Rent then. And the limit on the number of students is generally legislative not financial. There is no tendency towards monopoly here in a free market.
> And sterilising the room isn't even a capital expense at all, it is an operating expense.
No, it’s both. Autoclave machines aren’t rented, they’re purchased. Then ongoing usage is opex. sterilization equipment is pretty well the core of the hospital (even called the core in some)
> 3) You don't even need a hospital. I've had surgery done in some dude's office. You can start with a room and build up organically if the local demand is there. That is how most other businesses expand. Walmart didn't start with a global empire.
Maybe for a vasectomy it can be done in office, now tell me how a liver transplant can be done. Also if you wait for demand to fit out a hospital, that means people are dying and you’re waiting until enough of them die to decide to expand your hospital.
Also a watch can be an EKG machine? If my Dr pulled out any cheap piece of equipment to use on me I’d get off the table and leave immediately.
> No, it’s both. Autoclave machines aren’t rented, they’re purchased.
Eh, ok. We're talking order of magnitude single digit thousands again. I, personally and literally, can lend a friend in the medical profession that sort of money if they needed it. It isn't even close to being in the range of capital costs that would cause a monopoly to form.
2.
> Livers
I'm no expert here and you haven't explained why you think this is a natural monopoly. But looking at a random article [0] it is clear that no hospital is required. You need a few doctors and I'm guessing 2-4 rooms worth of equipment. There isn't much of a hospital.
If you want to add in rooms for patients to stay in that would be a hospital, but the room requirements for that aren't especially demanding and can be scaled over time, reducing the up front capital cost.
The equipment costs would range depending on the surgeon but even a conservative estimate of a few million dollars won't get into natural monopoly territory.
3.
> Also if you wait for demand to fit out a hospital...
Demand forecasting is a thing. Capitalists have solved that problem. We don't have to wait for an obvious future to materialise, people act preemptively. And it still isn't suggesting there are natural monopolies present.
In fact, this "waiting until enough of them die to decide to expand your hospital" problems is one that comes with public healthcare systems, they systemically under-call demand in my view. The queue in the emergency department is typically hours long in Australia and the hospitals chronically under provide beds. We only seem to seriously expand them when people start dying and/or a major sandal occurs.
One of the reasons I so like the idea of private healthcare is I'm confident that if I need care right now I will pay for it, then get it. That is not a guarantee the public system can make. Adjusting to demand is a point in favour of private healthcare; they make more money if they meet demand.
4.
> Also a watch can be an EKG machine?
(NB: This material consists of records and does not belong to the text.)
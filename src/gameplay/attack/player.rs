//! Player attacks: swipe intents become melee swings, dashes and projectiles.

use avian2d::prelude::*;
use bevy::prelude::*;

use super::{AttackBuffers, AttackKind, AttackSpec, attachment_offset};
use crate::gameplay::WORLD_SCALE;
use crate::gameplay::combatant::{Combatant, PlayerModel};
use crate::gameplay::gesture::{
    InputBindings, InputSide, SwipeAttack, SwipeDirection, SwipeIntents, gate_airborne,
};
use crate::gameplay::species::{Species, SpeciesProps, SpeciesRegistry};
use crate::{GameSet, gameplay_running};

// === Constants ===

pub const MELEE_RADIUS_UNITS: f32 = 1.0;

pub const DASH_RADIUS_UNITS: f32 = 1.25;
pub const DASH_LIFETIME_SECS: f32 = 0.3;
/// Speed of the impulse a dash gives the player, in world units per second.
pub const DASH_SPEED_UNITS: f32 = 30.0;
pub const DASH_DAMAGE_MULTIPLIER: i32 = 2;

pub const RANGED_RADIUS_UNITS: f32 = 0.4;
pub const RANGED_LIFETIME_SECS: f32 = 1.2;

pub const PACKAGE_RADIUS_UNITS: f32 = 0.75;
pub const PACKAGE_LIFETIME_SECS: f32 = 2.0;
/// Packages fly at this fraction of the normal projectile speed.
pub const PACKAGE_SPEED_FACTOR: f32 = 0.5;

// === Types ===

#[derive(Debug, Clone, Copy, PartialEq, Eq)]
pub enum AttackStyle {
    Melee,
    Ranged,
}

// === Pure Functions ===

/// Attacks produced by one swipe from a player standing at `origin`.
///
/// Returns nothing for [`SwipeAttack::NoAttack`]. A plain downward swing on
/// the ground turns into two side swings.
#[must_use]
pub fn plan_player_attacks(
    swipe: SwipeAttack,
    style: AttackStyle,
    grounded: bool,
    origin: Vec2,
    props: &SpeciesProps,
) -> Vec<AttackSpec> {
    let Some(direction) = swipe.direction() else {
        return Vec::new();
    };

    match (style, swipe.is_charged()) {
        (AttackStyle::Melee, false) => {
            let directions = if direction == SwipeDirection::Down && grounded {
                vec![SwipeDirection::Left, SwipeDirection::Right]
            } else {
                vec![direction]
            };
            directions
                .into_iter()
                .map(|direction| {
                    let offset = attachment_offset(direction);
                    AttackSpec::new(
                        AttackKind::Melee,
                        origin + offset,
                        MELEE_RADIUS_UNITS * WORLD_SCALE,
                        props.attack_lifetime,
                        props.damage,
                    )
                    .tracking(offset)
                })
                .collect()
        }
        (AttackStyle::Melee, true) => vec![
            AttackSpec::new(
                AttackKind::Dash,
                origin,
                DASH_RADIUS_UNITS * WORLD_SCALE,
                DASH_LIFETIME_SECS,
                props.damage * DASH_DAMAGE_MULTIPLIER,
            )
            .tracking(Vec2::ZERO),
        ],
        (AttackStyle::Ranged, false) => vec![
            AttackSpec::new(
                AttackKind::Ranged,
                origin + attachment_offset(direction),
                RANGED_RADIUS_UNITS * WORLD_SCALE,
                RANGED_LIFETIME_SECS,
                props.damage,
            )
            .with_velocity(direction.unit() * props.projectile_speed),
        ],
        (AttackStyle::Ranged, true) => vec![
            AttackSpec::new(
                AttackKind::RangedChargePackage,
                origin + attachment_offset(direction),
                PACKAGE_RADIUS_UNITS * WORLD_SCALE,
                PACKAGE_LIFETIME_SECS,
                props.damage,
            )
            .with_velocity(direction.unit() * props.projectile_speed * PACKAGE_SPEED_FACTOR),
        ],
    }
}

/// Velocity a dash in `direction` gives the player.
#[must_use]
pub fn dash_impulse(direction: SwipeDirection) -> Vec2 {
    direction.unit() * DASH_SPEED_UNITS * WORLD_SCALE
}

// === Systems ===

/// Turns this tick's swipe intents into pending player attacks.
///
/// Both sides share the player's cooldown. Runs in `GameSet::Attack`.
fn player_attacks_from_intents(
    intents: Res<SwipeIntents>,
    bindings: Res<InputBindings>,
    registry: Res<SpeciesRegistry>,
    mut buffers: ResMut<AttackBuffers>,
    mut players: Query<(&Transform, &mut Combatant, &PlayerModel, &mut LinearVelocity)>,
) {
    let Ok((transform, mut combatant, status, mut velocity)) = players.single_mut() else {
        return;
    };
    let Some(props) = registry.get(Species::Player) else {
        return;
    };
    if status.stunned || combatant.removed {
        return;
    }
    let origin = transform.translation.truncate();

    for side in [InputSide::Left, InputSide::Right] {
        let swipe = gate_airborne(intents.get(side), side, &bindings, status.grounded);
        if swipe == SwipeAttack::NoAttack || !combatant.ready_to_attack() {
            continue;
        }
        let style = if side == bindings.melee_side {
            AttackStyle::Melee
        } else {
            AttackStyle::Ranged
        };
        let specs = plan_player_attacks(swipe, style, status.grounded, origin, props);
        if specs.is_empty() {
            continue;
        }

        combatant.start_attack();
        if style == AttackStyle::Melee && swipe.is_charged() {
            if let Some(direction) = swipe.direction() {
                velocity.0 = dash_impulse(direction);
            }
        }
        let group = buffers.allocate_group();
        debug!("Player {swipe:?} on {side:?} side: {} attacks", specs.len());
        for spec in specs {
            buffers.create_attack(spec.in_group(group));
        }
    }
}

// === Plugin ===

pub(super) fn plugin(app: &mut App) {
    app.add_systems(
        Update,
        player_attacks_from_intents
            .in_set(GameSet::Attack)
            .run_if(gameplay_running),
    );
}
If my Dr pulled out any cheap piece of equipment to use on me I’d get off the table and leave immediately.
If you insist that your health care is expensive, that can be arranged. Good luck to you. Please also support the people who want cheap options.
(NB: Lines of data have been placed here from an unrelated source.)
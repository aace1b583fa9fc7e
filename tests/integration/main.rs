//! Crate-level tests driving the public plugins without physics.
//!
//! Contacts are written straight into the `ContactBegan` stream, standing in
//! for the avian bridge.

mod combat_flow;
mod state_transitions;

use bevy::input::InputPlugin;
use bevy::prelude::*;
use bevy::state::app::StatesPlugin;
use swipe_brawler::GameState;

/// Headless game: states, input and every gameplay plugin.
pub fn create_game_app() -> App {
    let mut app = App::new();
    app.add_plugins((MinimalPlugins, StatesPlugin, InputPlugin));
    swipe_brawler::configure_sets(&mut app);
    app.add_plugins((swipe_brawler::screens::plugin, swipe_brawler::gameplay::plugin));
    app
}

/// Runs the loading frame and the frame that enters the level.
pub fn boot_level(app: &mut App) {
    app.update();
    app.update();
    assert_eq!(
        *app.world().resource::<State<GameState>>().get(),
        GameState::InGame
    );
}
However it is still not evidence of a natural monopoly forming. And I'm not sure what your complaint is - an ECG machine is obviously not that difficult to organise given that it can be done for a couple of hundred dollars and also you get a watch thrown in. This is not a cost that will cripple a new doctor's clinic.
If you want a fancier machine, sure. But the cost still isn't going to be that high. In industries where new business cost millions to start we still get competition entering the market, none of these borderline trivial costs like an ECG machine will stop new doctors starting practices.
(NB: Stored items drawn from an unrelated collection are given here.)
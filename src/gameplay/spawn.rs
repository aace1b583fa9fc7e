//! Enemy spawners: timer-driven waves capped by a live count.

use bevy::prelude::*;
use rand::Rng;

use crate::gameplay::collision::{RespawnRequested, SpawnerKilled};
use crate::gameplay::combatant::{Combatant, SpawnedBy};
use crate::gameplay::level::spawn_enemy;
use crate::gameplay::species::{Species, SpeciesRegistry};
use crate::{GameSet, gameplay_running};

// === Constants ===

/// Seconds between spawn attempts.
pub const SPAWN_INTERVAL_SECS: f32 = 4.0;

/// Enemies a spawner keeps alive at once unless configured otherwise.
pub const DEFAULT_MAX_ALIVE: u32 = 3;

/// Horizontal spread (pixels) applied to each spawn position.
pub const SPAWN_JITTER: f32 = 24.0;

// === Components ===

/// Produces `species` on a repeating timer until `max_alive` are out.
#[derive(Component, Debug, Clone, Reflect)]
#[reflect(Component)]
pub struct Spawner {
    pub index: u32,
    pub species: Species,
    pub timer: Timer,
    pub max_alive: u32,
    pub alive: u32,
}

impl Spawner {
    #[must_use]
    pub fn new(index: u32, species: Species) -> Self {
        Self {
            index,
            species,
            timer: Timer::from_seconds(SPAWN_INTERVAL_SECS, TimerMode::Repeating),
            max_alive: DEFAULT_MAX_ALIVE,
            alive: 0,
        }
    }

    #[must_use]
    pub fn with_max_alive(mut self, max_alive: u32) -> Self {
        self.max_alive = max_alive;
        self
    }

    #[must_use]
    pub const fn has_room(&self) -> bool {
        self.alive < self.max_alive
    }
}

// === Pure Functions ===

/// Spawn point for a new enemy, shifted sideways by `jitter`.
#[must_use]
pub fn spawn_position(spawner: Vec2, jitter: f32) -> Vec2 {
    spawner + Vec2::new(jitter.clamp(-SPAWN_JITTER, SPAWN_JITTER), 0.0)
}

// === Systems ===

/// Frees a slot on the spawner that produced a dead enemy.
fn apply_respawn_requests(
    mut requests: MessageReader<RespawnRequested>,
    mut spawners: Query<&mut Spawner>,
) {
    for request in requests.read() {
        let Some(mut spawner) = spawners
            .iter_mut()
            .find(|spawner| spawner.index == request.spawner_index)
        else {
            continue;
        };
        spawner.alive = spawner.alive.saturating_sub(1);
        debug!(
            "Spawner {} lost a {} ({} alive)",
            spawner.index,
            request.species.display_name(),
            spawner.alive
        );
    }
}

fn log_killed_spawners(mut killed: MessageReader<SpawnerKilled>) {
    for message in killed.read() {
        info!("Spawner {} destroyed", message.spawner_index);
    }
}

/// Ticks every live spawner and spawns when its timer fires and it has room.
fn tick_spawners(
    time: Res<Time>,
    registry: Res<SpeciesRegistry>,
    mut spawners: Query<(Entity, &mut Spawner, &Combatant, &Transform)>,
    mut commands: Commands,
) {
    let mut rng = rand::rng();
    for (entity, mut spawner, combatant, transform) in &mut spawners {
        if combatant.removed {
            continue;
        }
        spawner.timer.tick(time.delta());
        if !spawner.timer.just_finished() || !spawner.has_room() {
            continue;
        }

        let jitter = rng.random_range(-SPAWN_JITTER..=SPAWN_JITTER);
        let position = spawn_position(transform.translation.truncate(), jitter);
        let link = SpawnedBy {
            spawner: entity,
            index: spawner.index,
        };
        if spawn_enemy(&mut commands, &registry, spawner.species, position, Some(link)).is_some() {
            spawner.alive += 1;
            debug!(
                "Spawner {} produced a {} ({} alive)",
                spawner.index,
                spawner.species.display_name(),
                spawner.alive
            );
        }
    }
}

// === Plugin ===

pub(super) fn plugin(app: &mut App) {
    app.register_type::<Spawner>();

    app.add_systems(
        Update,
        (apply_respawn_requests, log_killed_spawners, tick_spawners)
            .chain()
            .in_set(GameSet::Lifecycle)
            .run_if(gameplay_running),
    );
}

#[cfg(test)]
mod tests {
    use super::*;
    use pretty_assertions::assert_eq;

    #[test]
    fn new_spawner_starts_empty() {
        let spawner = Spawner::new(2, Species::Bat);
        assert_eq!(spawner.alive, 0);
        assert_eq!(spawner.max_alive, DEFAULT_MAX_ALIVE);
        assert_eq!(spawner.timer.duration().as_secs_f32(), SPAWN_INTERVAL_SECS);
        assert!(spawner.has_room());
    }

    #[test]
    fn full_spawner_has_no_room() {
        let mut spawner = Spawner::new(0, Species::Grunt).with_max_alive(1);
        spawner.alive = 1;
        assert!(!spawner.has_room());
    }

    #[test]
    fn spawn_position_is_clamped_sideways() {
        let origin = Vec2::new(100.0, -50.0);
        assert_eq!(spawn_position(origin, 10.0), Vec2::new(110.0, -50.0));
        assert_eq!(
            spawn_position(origin, -500.0),
            Vec2::new(100.0 - SPAWN_JITTER, -50.0)
        );
    }
}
The situation with insurers is similar. If there was a real market that people could enter, competitive pressure would force them to be cheap. If the market was, hypothetically, choked by regulation then they'd be in a great position to charge absurd prices.
Market incentives are odd beasts. It is technically against the interests of the insurers to negotiate lower prices - unless they are competing with other insurers. Then it is in their interests to offer fair prices.